Tuesday, May 6, 2014

WHAT WE KNOW THAT WE DON’T KNOW WE KNOW

May 6, 2014  WHAT WE KNOW THAT WE DON’T KNOW WE KNOW

Oddly, I think, that during my stay in the hospital, and until Andrew was delivered two weeks early on January 8, 1981 by a Pitocin induction, I never had a sense that he would die. Despite hearing repeatedly told that there was a 99% chance that he would not make it, that never seemed possible to me. John told me, after Andrew was born, that he had arranged with the undertaker to handle things. He felt that I was in denial and he did not want to upset me further so he stepped in to arrange for a stillbirth.  When he told me this later, I was  stunned—first that John and I were so far apart  in our sense of the outcome and second that John had acted alone so as not to upset me by confronting what he thought was my denial. Is it denial, or do we know more than we know we know? Does the body have an awareness of what is not always available to consciousness?
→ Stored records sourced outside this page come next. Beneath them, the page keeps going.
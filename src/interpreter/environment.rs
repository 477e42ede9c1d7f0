// File: src/interpreter/environment.rs
//
// Two-level scope model for the Quill interpreter: one mutable global
// scope plus a stack of call frames of which only the topmost is visible.
// There is no lexical nesting within a function body and no closures — a
// function can never see another function's locals.

use super::value::Value;
use ahash::AHashMap;

/// Which scope a write lands in.
#[derive(Debug, Clone, Copy, PartialEq, Eq)]
pub enum ScopeKind {
    Global,
    Local,
}

/// The local-variable scope and identity of one in-progress function
/// invocation.
#[derive(Debug, Clone)]
pub struct Frame {
    pub function: String,
    locals: AHashMap<String, Value>,
}

impl Frame {
    pub fn new(function: String, locals: AHashMap<String, Value>) -> Self {
        Frame { function, locals }
    }
}

/// Variable storage: globals plus the call-frame stack.
///
/// Lookup order on read is fixed: current frame locals, then globals. The
/// builtin-constant environment is the interpreter's third and final
/// fallback, outside this struct. Writes always go to the innermost active
/// scope — a `let` inside a function can never reach outside it.
#[derive(Debug, Default)]
pub struct Environment {
    globals: AHashMap<String, Value>,
    frames: Vec<Frame>,
}

impl Environment {
    pub fn new() -> Self {
        Self::default()
    }

    pub fn push_frame(&mut self, frame: Frame) {
        self.frames.push(frame);
    }

    pub fn pop_frame(&mut self) {
        self.frames.pop();
    }

    /// Number of active call frames.
    pub fn depth(&self) -> usize {
        self.frames.len()
    }

    pub fn active_scope(&self) -> ScopeKind {
        if self.frames.is_empty() {
            ScopeKind::Global
        } else {
            ScopeKind::Local
        }
    }

    /// Read a variable: top frame first, then globals. First match wins.
    pub fn get(&self, name: &str) -> Option<Value> {
        if let Some(frame) = self.frames.last() {
            if let Some(value) = frame.locals.get(name) {
                return Some(value.clone());
            }
        }
        self.globals.get(name).cloned()
    }

    /// Bind a variable in the innermost active scope.
    pub fn define(&mut self, name: String, value: Value) {
        match self.frames.last_mut() {
            Some(frame) => {
                frame.locals.insert(name, value);
            }
            None => {
                self.globals.insert(name, value);
            }
        }
    }

    /// Names visible from the current scope, for diagnostics.
    pub fn visible_names(&self) -> Vec<String> {
        let mut names: Vec<String> = self.globals.keys().cloned().collect();
        if let Some(frame) = self.frames.last() {
            names.extend(frame.locals.keys().cloned());
        }
        names
    }
}
// File: src/interpreter/runtime/time.rs
//
// Time builtins. The module keeps a process-wide start instant, set when
// the module is first loaded; `reset_timer` rewinds it.

use super::{expect_arity, number, Builtin, BuiltinEnv};
use crate::errors::LangError;
use crate::interpreter::{OutputSink, Value};
use chrono::Local;
use once_cell::sync::Lazy;
use std::sync::Mutex;
use std::time::{Duration, Instant, SystemTime, UNIX_EPOCH};

static START: Lazy<Mutex<Option<Instant>>> = Lazy::new(|| Mutex::new(None));

const MAX_SLEEP_SECONDS: f64 = 3600.0;

/// Registers the time functions in the environment and re-arms the timer.
pub fn register(env: &mut BuiltinEnv) {
    *START.lock().unwrap() = Some(Instant::now());

    env.insert("time".to_string(), Builtin::Function(time));
    env.insert("timestamp".to_string(), Builtin::Function(timestamp));
    env.insert("datetime".to_string(), Builtin::Function(datetime));
    env.insert("date".to_string(), Builtin::Function(date));
    env.insert("sleep".to_string(), Builtin::Function(sleep));
    env.insert("reset_timer".to_string(), Builtin::Function(reset_timer));
    env.insert("uptime".to_string(), Builtin::Function(uptime));
}

fn elapsed_seconds() -> f64 {
    match *START.lock().unwrap() {
        Some(start) => start.elapsed().as_secs_f64(),
        None => 0.0,
    }
}

/// Elapsed time since the timer started, as `"1.234s"`.
fn time(_out: &mut OutputSink, args: &[Value]) -> Result<Value, Box<LangError>> {
    expect_arity("time", args, 0)?;
    Ok(Value::Str(format!("{:.3}s", elapsed_seconds())))
}

fn timestamp(_out: &mut OutputSink, args: &[Value]) -> Result<Value, Box<LangError>> {
    expect_arity("timestamp", args, 0)?;
    let seconds = SystemTime::now()
        .duration_since(UNIX_EPOCH)
        .map(|d| d.as_secs())
        .unwrap_or(0);
    Ok(Value::Str(seconds.to_string()))
}

fn datetime(_out: &mut OutputSink, args: &[Value]) -> Result<Value, Box<LangError>> {
    expect_arity("datetime", args, 0)?;
    Ok(Value::Str(
        Local::now().format("%Y-%m-%d %H:%M:%S").to_string(),
    ))
}

fn date(_out: &mut OutputSink, args: &[Value]) -> Result<Value, Box<LangError>> {
    expect_arity("date", args, 0)?;
    Ok(Value::Str(Local::now().format("%Y-%m-%d").to_string()))
}

fn sleep(_out: &mut OutputSink, args: &[Value]) -> Result<Value, Box<LangError>> {
    expect_arity("sleep", args, 1)?;
    let seconds = number("sleep", &args[0])?;
    if seconds < 0.0 {
        return Err(Box::new(LangError::runtime(
            "Sleep duration cannot be negative".to_string(),
        )));
    }
    if seconds > MAX_SLEEP_SECONDS {
        return Err(Box::new(LangError::runtime(
            "Sleep duration cannot exceed 1 hour".to_string(),
        )));
    }
    std::thread::sleep(Duration::from_secs_f64(seconds));
    Ok(Value::Null)
}

fn reset_timer(_out: &mut OutputSink, args: &[Value]) -> Result<Value, Box<LangError>> {
    expect_arity("reset_timer", args, 0)?;
    *START.lock().unwrap() = Some(Instant::now());
    Ok(Value::Null)
}

fn uptime(_out: &mut OutputSink, args: &[Value]) -> Result<Value, Box<LangError>> {
    expect_arity("uptime", args, 0)?;
    Ok(Value::Float(elapsed_seconds()))
}
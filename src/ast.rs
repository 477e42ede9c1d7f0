// File: src/ast.rs
//
// Abstract Syntax Tree (AST) definitions for the Quill programming language.
// Defines the structure of parsed Quill programs.
//
// This is a plain data model: the parser constructs it, the interpreter
// reads it, and nothing rewrites it after a successful parse. The Display
// impls produce the canonical source form, which reparses to a structurally
// equal tree.

use std::fmt;

/// Root of the syntax tree: one compilation unit in fixed section order.
#[derive(Debug, Clone, PartialEq)]
pub struct Program {
    pub version: Option<VersionDirective>,
    /// Order-preserving; duplicates are tolerated, not deduplicated.
    pub imports: Vec<Import>,
    pub functions: Vec<FunctionDef>,
    /// Top-level bindings, evaluated once before `main` runs.
    pub globals: Vec<LetBinding>,
}

impl Program {
    pub fn empty() -> Self {
        Program { version: None, imports: Vec::new(), functions: Vec::new(), globals: Vec::new() }
    }
}

#[derive(Debug, Clone, PartialEq)]
pub struct VersionDirective {
    pub version: String,
}

#[derive(Debug, Clone, PartialEq)]
pub struct Import {
    pub module: String,
}

/// Declared return type of a function. `int` is the default.
#[derive(Debug, Clone, Copy, PartialEq, Eq)]
pub enum ReturnType {
    Int,
    Void,
}

impl fmt::Display for ReturnType {
    fn fmt(&self, f: &mut fmt::Formatter) -> fmt::Result {
        match self {
            ReturnType::Int => write!(f, "int"),
            ReturnType::Void => write!(f, "void"),
        }
    }
}

/// Function parameter. The type tag is advisory only; it is not enforced
/// at call time.
#[derive(Debug, Clone, PartialEq)]
pub struct Param {
    pub type_tag: String,
    pub name: String,
}

#[derive(Debug, Clone, PartialEq)]
pub struct FunctionDef {
    pub name: String,
    pub params: Vec<Param>,
    pub return_type: ReturnType,
    pub body: Vec<Stmt>,
}

#[derive(Debug, Clone, PartialEq)]
pub struct LetBinding {
    pub name: String,
    pub value: Expr,
}

/// Represents a statement in Quill — exactly the variants the interpreter
/// dispatches on.
#[derive(Debug, Clone, PartialEq)]
pub enum Stmt {
    Call(CallExpr),
    Return(Option<Expr>),
    Let(LetBinding),
}

#[derive(Debug, Clone, PartialEq)]
pub struct CallExpr {
    pub name: String,
    pub args: Vec<Expr>,
}

/// Represents an expression in Quill — something that evaluates to a value
#[derive(Debug, Clone, PartialEq)]
pub enum Expr {
    Str(String),
    Int(i64),
    Var(String),
    Binary { left: Box<Expr>, op: String, right: Box<Expr> },
    Unary { op: String, operand: Box<Expr> },
    Call(CallExpr),
}

impl fmt::Display for Expr {
    fn fmt(&self, f: &mut fmt::Formatter) -> fmt::Result {
        match self {
            Expr::Str(s) => write!(f, "\"{}\"", s),
            Expr::Int(n) => write!(f, "{}", n),
            Expr::Var(name) => write!(f, "{}", name),
            Expr::Binary { left, op, right } => {
                // Left association is implicit; only a binary right child
                // needs parentheses to reparse to the same shape.
                write!(f, "{} {} ", left, op)?;
                if matches!(**right, Expr::Binary { .. }) {
                    write!(f, "({})", right)
                } else {
                    write!(f, "{}", right)
                }
            }
            Expr::Unary { op, operand } => {
                if matches!(**operand, Expr::Binary { .. }) {
                    write!(f, "{}({})", op, operand)
                } else {
                    write!(f, "{}{}", op, operand)
                }
            }
            Expr::Call(call) => write!(f, "{}", call),
        }
    }
}

impl fmt::Display for CallExpr {
    fn fmt(&self, f: &mut fmt::Formatter) -> fmt::Result {
        write!(f, "{}(", self.name)?;
        for (i, arg) in self.args.iter().enumerate() {
            if i > 0 {
                write!(f, ", ")?;
            }
            write!(f, "{}", arg)?;
        }
        write!(f, ")")
    }
}

impl fmt::Display for Stmt {
    fn fmt(&self, f: &mut fmt::Formatter) -> fmt::Result {
        match self {
            Stmt::Call(call) => write!(f, "{};", call),
            Stmt::Return(None) => write!(f, "return;"),
            Stmt::Return(Some(expr)) => write!(f, "return {};", expr),
            Stmt::Let(binding) => write!(f, "let {} = {}", binding.name, binding.value),
        }
    }
}

impl fmt::Display for FunctionDef {
    fn fmt(&self, f: &mut fmt::Formatter) -> fmt::Result {
        write!(f, "{} {}(", self.return_type, self.name)?;
        for (i, param) in self.params.iter().enumerate() {
            if i > 0 {
                write!(f, ", ")?;
            }
            write!(f, "{} {}", param.type_tag, param.name)?;
        }
        writeln!(f, ") {{")?;
        for stmt in &self.body {
            writeln!(f, "    {}", stmt)?;
        }
        write!(f, "}}")
    }
}

impl fmt::Display for Program {
    fn fmt(&self, f: &mut fmt::Formatter) -> fmt::Result {
        if let Some(version) = &self.version {
            writeln!(f, "@version \"{}\"", version.version)?;
            writeln!(f)?;
        }
        for import in &self.imports {
            writeln!(f, "import {};", import.module)?;
        }
        if !self.imports.is_empty() {
            writeln!(f)?;
        }
        for binding in &self.globals {
            writeln!(f, "let {} = {}", binding.name, binding.value)?;
        }
        if !self.globals.is_empty() {
            writeln!(f)?;
        }
        for (i, function) in self.functions.iter().enumerate() {
            if i > 0 {
                writeln!(f)?;
            }
            writeln!(f, "{}", function)?;
        }
        Ok(())
    }
}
I continued to gain weight as Andrew took on more fluid while his body tried to dilute the impact of my antibodies. I was almost 200 pounds by Christmas. I could no longer pick up Marnie or Lou. I usually had to sit down and rest mid-flight when I was doing the stairs.  The slightest bit of exertion and I was short of breath. I could not lay flat without having a feeling of suffocation. My lungs were forced into an ever-smaller area as my uterus increased in size and began to compromise my thoracic cavity. I had only one maternity outfit that still fit me and the only shoes I could still get my feet into were my boots.